The San Gabriel Project, 1933

By
Arthur E. Grissom

This project was a relocation of the road running north from Azusa up San Gabriel Canyon which was made necessary by a concrete dam down near Azusa and an earth fill dam a few miles north. Both dams were under construction at the same time we were contracting the new road up on the hillside above the level of the lakes behind the dams.

The hillsides were so steep that practically all cuts were "full bench" sections; fills were almost always help up with concrete retaining walls. Of course the slopes did get down to almost flat in a few places where we encountered cross drainage but generally speaking it was awfully steep country.

The first few days on the project I was assigned to a spoke stake party run by Woodson (Jimmy) Hicks. I was working the uphill slopes with a level rod and a dull hand axe. About the third day, I was so near complete exhaustion by evening that I actually could not taste the foot I had for dinner, never before nor since have I been so tired. Fortunately I was soon put in charge of the drainage structure staking crew - as the man who regularly ran it went on annual leave.

The two men I had on the structure crew were very good workmen; one was Gene McClure; the other one, so help me I can't remember his name, nor the name of Don (something) who had been running the crew. But what the heck. That's 39 years ago so maybe I am entitled to forget a few names.

I just remembered his name. It was Kenneth Donnell. He was a huge built man, about 6'5" but so perfectly proportions that you wouldn't realize he was big until you walked up close to him. After this project I never saw any of these three men again. I believe McClure stayed on with the government longer than the other two. I heard what caused him to quit and I didn't blame him in the least. McClure and another fellow, Sam Lewis, were the same rating, GS-3 I believe. Now McClure's home was in Eureka, California, where winter weather gets quite cold at times. Sam Lewis was from Alabama where it never gets cold and Sam abhorred cold weather. Our personnel man in those days had a curious trait that made him give men assignments that were as far as possible from what they wanted. So when two GS-3's were needed, Sam Lewis was sent to Eureka where he almost froze and Gene McClure was sent to Blythe where it never gets cold and was 600 miles from Gene's home in Eureka. Result: Both of them resigned. Sam went back to Alabama and McClure became a highly rated field office man for the Guy F. Atkinson Company, one of the largest contracting outfits in the world.

Second assistant Herb Booth was another good man; quiet, hard working young man. I recall that his brother-in-law who was working for the contractor backed up to straighten out a tape without looking where he was going and fell about 200 feet and was killed. His death is the only one I remember on this project.

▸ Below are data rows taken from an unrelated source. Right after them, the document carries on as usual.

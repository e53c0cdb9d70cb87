//! Shared error types.
//!
//! This module provides the error values that module operations return
//! directly. Failure modes specific to the chaining façade live in
//! [`chain::error`](crate::chain) instead.
//!
//! The library's propagation policy is deliberately plain: lookup failures
//! become `Option`s or caller-supplied defaults, every other error is
//! returned to the immediate caller unmodified. There is no global error
//! channel and no retry logic anywhere.

/// Represents an attempt to reduce an empty collection without a seed.
///
/// When no accumulator seed is given, the first element of the collection
/// becomes the seed. An empty collection therefore has nothing to start
/// from, and the reduction is a usage error rather than a silent `None`.
///
/// # Examples
///
/// ```rust
/// use dashkit::error::EmptyReductionError;
///
/// let error = EmptyReductionError { operation: "reduce_" };
/// assert_eq!(
///     format!("{}", error),
///     "reduce_: cannot reduce an empty collection without a seed accumulator"
/// );
/// ```
#[derive(Debug, Clone, PartialEq, Eq)]
pub struct EmptyReductionError {
    /// The name of the reducing operation that was invoked.
    pub operation: &'static str,
}

impl std::fmt::Display for EmptyReductionError {
    fn fmt(&self, formatter: &mut std::fmt::Formatter<'_>) -> std::fmt::Result {
        write!(
            formatter,
            "{}: cannot reduce an empty collection without a seed accumulator",
            self.operation
        )
    }
}

impl std::error::Error for EmptyReductionError {}

/// Represents a malformed call configuration detected at call time.
///
/// Raised when an operation receives arguments that are the wrong shape for
/// it, for example a chain step whose recorded argument cannot be coerced
/// to what the underlying operation expects.
///
/// # Examples
///
/// ```rust
/// use dashkit::error::ArgumentError;
///
/// let error = ArgumentError {
///     operation: "chunk",
///     message: "size argument must be an integer".to_string(),
/// };
/// assert_eq!(
///     format!("{}", error),
///     "chunk: size argument must be an integer"
/// );
/// ```
#[derive(Debug, Clone, PartialEq, Eq)]
pub struct ArgumentError {
    /// The name of the operation that rejected its arguments.
    pub operation: &'static str,
    /// A human-readable description of what was wrong.
    pub message: String,
}

impl std::fmt::Display for ArgumentError {
    fn fmt(&self, formatter: &mut std::fmt::Formatter<'_>) -> std::fmt::Result {
        write!(formatter, "{}: {}", self.operation, self.message)
    }
}

impl std::error::Error for ArgumentError {}

/// Represents errors that module operations can return.
///
/// This enum provides a unified error type for the non-chain failure modes
/// of the library. Chain-specific failures are wrapped by
/// `ChainError` in the `chain` module.
#[derive(Debug, Clone, PartialEq, Eq)]
pub enum DashError {
    /// A reduction over an empty collection without a seed.
    EmptyReduction(EmptyReductionError),
    /// A malformed call configuration.
    Argument(ArgumentError),
}

impl std::fmt::Display for DashError {
    fn fmt(&self, formatter: &mut std::fmt::Formatter<'_>) -> std::fmt::Result {
        match self {
            Self::EmptyReduction(error) => write!(formatter, "{error}"),
            Self::Argument(error) => write!(formatter, "{error}"),
        }
    }
}

impl std::error::Error for DashError {
    fn source(&self) -> Option<&(dyn std::error::Error + 'static)> {
        match self {
            Self::EmptyReduction(error) => Some(error),
            Self::Argument(error) => Some(error),
        }
    }
}

impl From<EmptyReductionError> for DashError {
    fn from(error: EmptyReductionError) -> Self {
        Self::EmptyReduction(error)
    }
}

impl From<ArgumentError> for DashError {
    fn from(error: ArgumentError) -> Self {
        Self::Argument(error)
    }
}

#[cfg(test)]
mod tests {
    use super::*;

    #[test]
    fn test_empty_reduction_display() {
        let error = EmptyReductionError { operation: "reduce_right" };
        assert!(format!("{error}").starts_with("reduce_right:"));
    }

    #[test]
    fn test_dash_error_from_argument() {
        let error: DashError = ArgumentError {
            operation: "sort_by",
            message: "unknown sort key".to_string(),
        }
        .into();
        assert!(matches!(error, DashError::Argument(_)));
    }
}
//! The dynamic value model.
//!
//! Every lodash-style operation in this library speaks one shared data
//! language: [`Value`], a closed tagged union over the scalar, sequence,
//! and mapping shapes the utilities traverse. Nested structures are plain
//! compositions of `Value`, so a deep path such as `a.b[0].c` has a single
//! well-defined meaning everywhere.
//!
//! "Explicitly absent" versus "explicitly null" is expressed with
//! `Option<Value>` at the API boundary; the library never invents a second
//! null sentinel.
//!
//! # Examples
//!
//! ```rust
//! use dashkit::value::{Map, Value};
//!
//! let user = Value::Map(Map::from_iter([
//!     ("name".to_string(), Value::from("ada")),
//!     ("logins".to_string(), Value::from(vec![1_i64, 2, 3])),
//! ]));
//!
//! assert!(user.is_map());
//! assert_eq!(user.len(), 2);
//! ```

mod convert;
mod map;
mod path;

#[cfg(feature = "serde")]
mod serde_impl;

pub use map::Map;
pub use path::{Key, Path};

use std::cmp::Ordering;
use std::fmt;

/// A dynamically typed value: scalar, sequence, or mapping.
///
/// `Value` is the pivot type of the whole library: object utilities walk
/// it by [`Path`], collection utilities iterate it uniformly whether it is
/// a [`Seq`](Value::Seq) or a [`Map`](Value::Map), and the chaining façade
/// threads one `Value` through every deferred step.
///
/// Structural equality is derived: `Int(1)` and `Float(1.0)` are *not*
/// equal under `PartialEq`. The looser numeric-aware comparison lives in
/// [`is_equal`](crate::predicate::is_equal) and
/// [`Value::compare`].
///
/// # Examples
///
/// ```rust
/// use dashkit::value::Value;
///
/// let sequence = Value::from(vec![1_i64, 2, 3]);
/// assert!(sequence.is_seq());
/// assert_eq!(sequence.index(1), Some(&Value::Int(2)));
/// ```
#[derive(Debug, Clone, PartialEq, Default)]
pub enum Value {
    /// The explicit null value.
    #[default]
    Null,
    /// A boolean.
    Bool(bool),
    /// A signed integer.
    Int(i64),
    /// A double-precision float.
    Float(f64),
    /// An owned string.
    Str(String),
    /// An ordered sequence of values.
    Seq(Vec<Value>),
    /// An insertion-order-preserving string-keyed mapping.
    Map(Map),
}

impl Value {
    /// Returns `true` if this value is [`Null`](Value::Null).
    #[inline]
    pub const fn is_null(&self) -> bool {
        matches!(self, Self::Null)
    }

    /// Returns `true` if this value is a boolean.
    #[inline]
    pub const fn is_bool(&self) -> bool {
        matches!(self, Self::Bool(_))
    }

    /// Returns `true` if this value is an integer.
    #[inline]
    pub const fn is_int(&self) -> bool {
        matches!(self, Self::Int(_))
    }

    /// Returns `true` if this value is a float.
    #[inline]
    pub const fn is_float(&self) -> bool {
        matches!(self, Self::Float(_))
    }

    /// Returns `true` if this value is an integer or a float.
    #[inline]
    pub const fn is_number(&self) -> bool {
        matches!(self, Self::Int(_) | Self::Float(_))
    }

    /// Returns `true` if this value is a string.
    #[inline]
    pub const fn is_str(&self) -> bool {
        matches!(self, Self::Str(_))
    }

    /// Returns `true` if this value is a sequence.
    #[inline]
    pub const fn is_seq(&self) -> bool {
        matches!(self, Self::Seq(_))
    }

    /// Returns `true` if this value is a mapping.
    #[inline]
    pub const fn is_map(&self) -> bool {
        matches!(self, Self::Map(_))
    }

    /// Returns the boolean payload, if any.
    #[inline]
    pub const fn as_bool(&self) -> Option<bool> {
        match self {
            Self::Bool(inner) => Some(*inner),
            _ => None,
        }
    }

    /// Returns the integer payload, if any.
    #[inline]
    pub const fn as_int(&self) -> Option<i64> {
        match self {
            Self::Int(inner) => Some(*inner),
            _ => None,
        }
    }

    /// Returns the value as an `f64` if it is numeric.
    ///
    /// Integers are widened; floats pass through. Every other variant is
    /// `None`.
    ///
    /// # Examples
    ///
    /// ```rust
    /// use dashkit::value::Value;
    ///
    /// assert_eq!(Value::Int(2).as_number(), Some(2.0));
    /// assert_eq!(Value::Float(2.5).as_number(), Some(2.5));
    /// assert_eq!(Value::from("2").as_number(), None);
    /// ```
    #[inline]
    pub fn as_number(&self) -> Option<f64> {
        match self {
            #[allow(clippy::cast_precision_loss)]
            Self::Int(inner) => Some(*inner as f64),
            Self::Float(inner) => Some(*inner),
            _ => None,
        }
    }

    /// Returns the string payload as a `&str`, if any.
    #[inline]
    pub fn as_str(&self) -> Option<&str> {
        match self {
            Self::Str(inner) => Some(inner.as_str()),
            _ => None,
        }
    }

    /// Returns the sequence payload, if any.
    #[inline]
    pub const fn as_seq(&self) -> Option<&Vec<Self>> {
        match self {
            Self::Seq(inner) => Some(inner),
            _ => None,
        }
    }

    /// Returns the sequence payload mutably, if any.
    #[inline]
    pub const fn as_seq_mut(&mut self) -> Option<&mut Vec<Self>> {
        match self {
            Self::Seq(inner) => Some(inner),
            _ => None,
        }
    }

    /// Returns the mapping payload, if any.
    #[inline]
    pub const fn as_map(&self) -> Option<&Map> {
        match self {
            Self::Map(inner) => Some(inner),
            _ => None,
        }
    }

    /// Returns the mapping payload mutably, if any.
    #[inline]
    pub const fn as_map_mut(&mut self) -> Option<&mut Map> {
        match self {
            Self::Map(inner) => Some(inner),
            _ => None,
        }
    }

    /// Returns the number of elements in a sequence, entries in a mapping,
    /// or characters in a string; scalars have length zero.
    ///
    /// # Examples
    ///
    /// ```rust
    /// use dashkit::value::Value;
    ///
    /// assert_eq!(Value::from(vec![1_i64, 2]).len(), 2);
    /// assert_eq!(Value::from("abc").len(), 3);
    /// assert_eq!(Value::Null.len(), 0);
    /// ```
    pub fn len(&self) -> usize {
        match self {
            Self::Seq(items) => items.len(),
            Self::Map(entries) => entries.len(),
            Self::Str(text) => text.chars().count(),
            _ => 0,
        }
    }

    /// Returns `true` if [`len`](Self::len) is zero.
    pub fn is_empty(&self) -> bool {
        self.len() == 0
    }

    /// Looks up a single [`Key`] in this value.
    ///
    /// `Index` keys address sequences; `Name` keys address mappings. A
    /// name that is all digits also addresses a sequence, so keys parsed
    /// from `"a.0"` and `"a[0]"` behave identically.
    ///
    /// Returns `None` for out-of-range indices, missing names, and
    /// non-container values.
    pub fn index(&self, key: impl Into<Key>) -> Option<&Self> {
        match (self, key.into()) {
            (Self::Seq(items), Key::Index(position)) => items.get(position),
            (Self::Seq(items), Key::Name(name)) => {
                name.parse::<usize>().ok().and_then(|position| items.get(position))
            }
            (Self::Map(entries), Key::Name(name)) => entries.get(&name),
            (Self::Map(entries), Key::Index(position)) => entries.get(&position.to_string()),
            _ => None,
        }
    }

    /// Mutable variant of [`index`](Self::index).
    pub fn index_mut(&mut self, key: impl Into<Key>) -> Option<&mut Self> {
        match (self, key.into()) {
            (Self::Seq(items), Key::Index(position)) => items.get_mut(position),
            (Self::Seq(items), Key::Name(name)) => {
                name.parse::<usize>().ok().and_then(|position| items.get_mut(position))
            }
            (Self::Map(entries), Key::Name(name)) => entries.get_mut(&name),
            (Self::Map(entries), Key::Index(position)) => entries.get_mut(&position.to_string()),
            _ => None,
        }
    }

    /// Totally orders two values for sorting.
    ///
    /// The order is by shape first (`Null < Bool < numbers < Str < Seq <
    /// Map`), then within a shape: booleans `false < true`, numbers
    /// numerically (`Int` and `Float` compare on one number line, `NaN`
    /// sorting last among numbers), strings lexicographically, sequences
    /// and mappings lexicographically element by element.
    ///
    /// # Examples
    ///
    /// ```rust
    /// use dashkit::value::Value;
    /// use std::cmp::Ordering;
    ///
    /// assert_eq!(Value::Int(2).compare(&Value::Float(2.5)), Ordering::Less);
    /// assert_eq!(Value::Null.compare(&Value::Bool(false)), Ordering::Less);
    /// ```
    pub fn compare(&self, other: &Self) -> Ordering {
        match (self, other) {
            (Self::Null, Self::Null) => Ordering::Equal,
            (Self::Bool(left), Self::Bool(right)) => left.cmp(right),
            (left, right) if left.is_number() && right.is_number() => {
                let left = left.as_number().unwrap_or(f64::NAN);
                let right = right.as_number().unwrap_or(f64::NAN);
                left.total_cmp(&right)
            }
            (Self::Str(left), Self::Str(right)) => left.cmp(right),
            (Self::Seq(left), Self::Seq(right)) => {
                for (first, second) in left.iter().zip(right.iter()) {
                    let ordering = first.compare(second);
                    if ordering != Ordering::Equal {
                        return ordering;
                    }
                }
                left.len().cmp(&right.len())
            }
            (Self::Map(left), Self::Map(right)) => {
                for ((left_key, left_value), (right_key, right_value)) in
                    left.iter().zip(right.iter())
                {
                    let key_ordering = left_key.cmp(right_key);
                    if key_ordering != Ordering::Equal {
                        return key_ordering;
                    }
                    let value_ordering = left_value.compare(right_value);
                    if value_ordering != Ordering::Equal {
                        return value_ordering;
                    }
                }
                left.len().cmp(&right.len())
            }
            (left, right) => left.shape_rank().cmp(&right.shape_rank()),
        }
    }

    /// Rank used to order values of different shapes.
    const fn shape_rank(&self) -> u8 {
        match self {
            Self::Null => 0,
            Self::Bool(_) => 1,
            Self::Int(_) | Self::Float(_) => 2,
            Self::Str(_) => 3,
            Self::Seq(_) => 4,
            Self::Map(_) => 5,
        }
    }
}

impl fmt::Display for Value {
    /// Renders the value in a JSON-like form.
    ///
    /// Strings render as their raw contents without quotes at the top
    /// level (so interpolation produces clean text) but quoted inside
    /// containers.
    fn fmt(&self, formatter: &mut fmt::Formatter<'_>) -> fmt::Result {
        match self {
            Self::Str(text) => write!(formatter, "{text}"),
            other => write_nested(other, formatter),
        }
    }
}

fn write_nested(value: &Value, formatter: &mut fmt::Formatter<'_>) -> fmt::Result {
    match value {
        Value::Null => write!(formatter, "null"),
        Value::Bool(inner) => write!(formatter, "{inner}"),
        Value::Int(inner) => write!(formatter, "{inner}"),
        Value::Float(inner) => write!(formatter, "{inner}"),
        Value::Str(text) => write!(formatter, "\"{text}\""),
        Value::Seq(items) => {
            write!(formatter, "[")?;
            for (position, item) in items.iter().enumerate() {
                if position > 0 {
                    write!(formatter, ", ")?;
                }
                write_nested(item, formatter)?;
            }
            write!(formatter, "]")
        }
        Value::Map(entries) => {
            write!(formatter, "{{")?;
            for (position, (key, item)) in entries.iter().enumerate() {
                if position > 0 {
                    write!(formatter, ", ")?;
                }
                write!(formatter, "\"{key}\": ")?;
                write_nested(item, formatter)?;
            }
            write!(formatter, "}}")
        }
    }
}

#[cfg(test)]
mod tests {
    use super::*;

    #[test]
    fn test_index_numeric_name_addresses_sequence() {
        let sequence = Value::from(vec![10_i64, 20, 30]);
        assert_eq!(sequence.index(Key::Name("1".to_string())), Some(&Value::Int(20)));
        assert_eq!(sequence.index(Key::Index(5)), None);
    }

    #[test]
    fn test_compare_orders_across_shapes() {
        let mut values = vec![
            Value::from("b"),
            Value::Null,
            Value::Float(1.5),
            Value::Bool(true),
            Value::Int(1),
        ];
        values.sort_by(|left, right| left.compare(right));
        assert_eq!(
            values,
            vec![
                Value::Null,
                Value::Bool(true),
                Value::Int(1),
                Value::Float(1.5),
                Value::from("b"),
            ]
        );
    }

    #[test]
    fn test_display_renders_containers() {
        let value = Value::from(vec![Value::Int(1), Value::from("x")]);
        assert_eq!(value.to_string(), "[1, \"x\"]");
    }
}
//! Error capture and small invocation helpers.

/// The outcome of [`attempt`]: either the value the operation returned,
/// or the error it failed with.
///
/// Unlike propagating a `Result` with `?`, an outcome is an ordinary
/// value that can flow through pipelines and be inspected later.
#[derive(Debug, Clone, PartialEq, Eq)]
pub enum AttemptOutcome<T, E> {
    /// The operation completed and returned a value.
    Returned(T),
    /// The operation failed with an error.
    Failed(E),
}

impl<T, E> AttemptOutcome<T, E> {
    /// Whether the operation failed.
    pub const fn is_failure(&self) -> bool {
        matches!(self, Self::Failed(_))
    }

    /// The returned value, if the operation completed.
    pub fn returned(self) -> Option<T> {
        match self {
            Self::Returned(value) => Some(value),
            Self::Failed(_) => None,
        }
    }

    /// The error, if the operation failed.
    pub fn failed(self) -> Option<E> {
        match self {
            Self::Returned(_) => None,
            Self::Failed(error) => Some(error),
        }
    }

    /// Converts the outcome back into a [`Result`].
    pub fn into_result(self) -> Result<T, E> {
        match self {
            Self::Returned(value) => Ok(value),
            Self::Failed(error) => Err(error),
        }
    }
}

impl<T, E> From<Result<T, E>> for AttemptOutcome<T, E> {
    fn from(result: Result<T, E>) -> Self {
        match result {
            Ok(value) => Self::Returned(value),
            Err(error) => Self::Failed(error),
        }
    }
}

/// Runs a fallible operation, capturing its error as a value instead of
/// propagating it.
///
/// # Examples
///
/// ```
/// use dashkit::combinator::{AttemptOutcome, attempt};
///
/// let parsed = attempt(|| "42".parse::<i32>());
/// assert_eq!(parsed.returned(), Some(42));
///
/// let failed = attempt(|| "nope".parse::<i32>());
/// assert!(failed.is_failure());
/// ```
pub fn attempt<T, E, F>(operation: F) -> AttemptOutcome<T, E>
where
    F: FnOnce() -> Result<T, E>,
{
    operation().into()
}

/// Passes `value` to `interceptor` for its side effect, then returns
/// `value` unchanged.
///
/// # Examples
///
/// ```
/// use dashkit::combinator::tap;
///
/// let mut seen = None;
/// let forwarded = tap(vec![1, 2, 3], |items| seen = Some(items.len()));
/// assert_eq!(forwarded, vec![1, 2, 3]);
/// assert_eq!(seen, Some(3));
/// ```
pub fn tap<T, F>(value: T, interceptor: F) -> T
where
    F: FnOnce(&T),
{
    interceptor(&value);
    value
}

/// Inverts a predicate.
///
/// # Examples
///
/// ```
/// use dashkit::combinator::negate;
///
/// let is_even = |value: &i32| value % 2 == 0;
/// let is_odd = negate(is_even);
/// assert!(is_odd(&3));
/// assert!(!is_odd(&4));
/// ```
pub fn negate<T, F>(predicate: F) -> impl Fn(&T) -> bool
where
    F: Fn(&T) -> bool,
{
    move |input| !predicate(input)
}

/// Invokes `function` with each index in `0..count`, collecting the
/// results.
///
/// # Examples
///
/// ```
/// use dashkit::combinator::times;
///
/// let squares = times(4, |index| index * index);
/// assert_eq!(squares, vec![0, 1, 4, 9]);
/// ```
pub fn times<R, F>(count: usize, function: F) -> Vec<R>
where
    F: FnMut(usize) -> R,
{
    (0..count).map(function).collect()
}
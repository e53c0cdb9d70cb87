//! Function composition macros.
//!
//! [`flow!`](crate::flow) composes left-to-right (the reading order of
//! a pipeline); [`flow_right!`](crate::flow_right) composes
//! right-to-left (mathematical order). Both return a closure rather
//! than applying to a value, so the composition can be stored and
//! reused.

/// Composes functions left-to-right: the output of each feeds the next.
///
/// `flow!(f, g, h)(x)` equals `h(g(f(x)))`.
///
/// # Examples
///
/// ```
/// use dashkit::flow;
///
/// fn double(value: i32) -> i32 { value * 2 }
/// fn increment(value: i32) -> i32 { value + 1 }
///
/// let pipeline = flow!(double, increment, double);
/// assert_eq!(pipeline(3), 14);
/// ```
#[macro_export]
macro_rules! flow {
    // Single function: nothing to compose.
    ($function:expr $(,)?) => {
        $function
    };

    // Two functions: basic left-to-right composition.
    ($first_function:expr, $second_function:expr $(,)?) => {{
        let first = $first_function;
        let second = $second_function;
        move |input| second(first(input))
    }};

    // Three or more: flow!(f, g, h, ...) = flow!(f, flow!(g, h, ...))
    ($first_function:expr, $($remaining_functions:expr),+ $(,)?) => {{
        let first = $first_function;
        let rest_composed = $crate::flow!($($remaining_functions),+);
        move |input| rest_composed(first(input))
    }};
}

/// Composes functions right-to-left.
///
/// `flow_right!(f, g, h)(x)` equals `f(g(h(x)))`.
///
/// # Examples
///
/// ```
/// use dashkit::flow_right;
///
/// fn double(value: i32) -> i32 { value * 2 }
/// fn increment(value: i32) -> i32 { value + 1 }
///
/// let composed = flow_right!(double, increment);
/// assert_eq!(composed(3), 8);
/// ```
#[macro_export]
macro_rules! flow_right {
    ($function:expr $(,)?) => {
        $function
    };

    ($outer_function:expr, $inner_function:expr $(,)?) => {{
        let outer = $outer_function;
        let inner = $inner_function;
        move |input| outer(inner(input))
    }};

    // flow_right!(f, g, h, ...) = f after flow_right!(g, h, ...)
    ($outer_function:expr, $($remaining_functions:expr),+ $(,)?) => {{
        let outer = $outer_function;
        let inner_composed = $crate::flow_right!($($remaining_functions),+);
        move |input| outer(inner_composed(input))
    }};
}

We had lots of other good men on this project; namely, Al Shimburg, Bridge Engineer, who would up his service in our Washington, D.C. office as did Herb Freel. Jimmy hicks who is now retired and lives as Tollhouse east of Fresno; Frank Carlson who later became head of our Hawaii Office and died there several years ago; Roy Tarbut, Bridge Engineer, who transferred to Portland, was still there in 1954. One character I don't want to leave out was a woman about 30 years old who lived at the Hilltop Hotel where several of us stayed. She was a dark complexioned women who claimed to be from India, said her father was a compatriot of General Allenby in the Riff War. Father was quite wealthy; he had died recently and his estate was not yet probated and until it was she had nothing to live on except her promise to pay as soon as the estate was settled. We never knew whether to believe her story or not. Mr. Woodman summed it up by stating, "I can't decide whether she's from India or Harlem." We always referred to her as the Princess.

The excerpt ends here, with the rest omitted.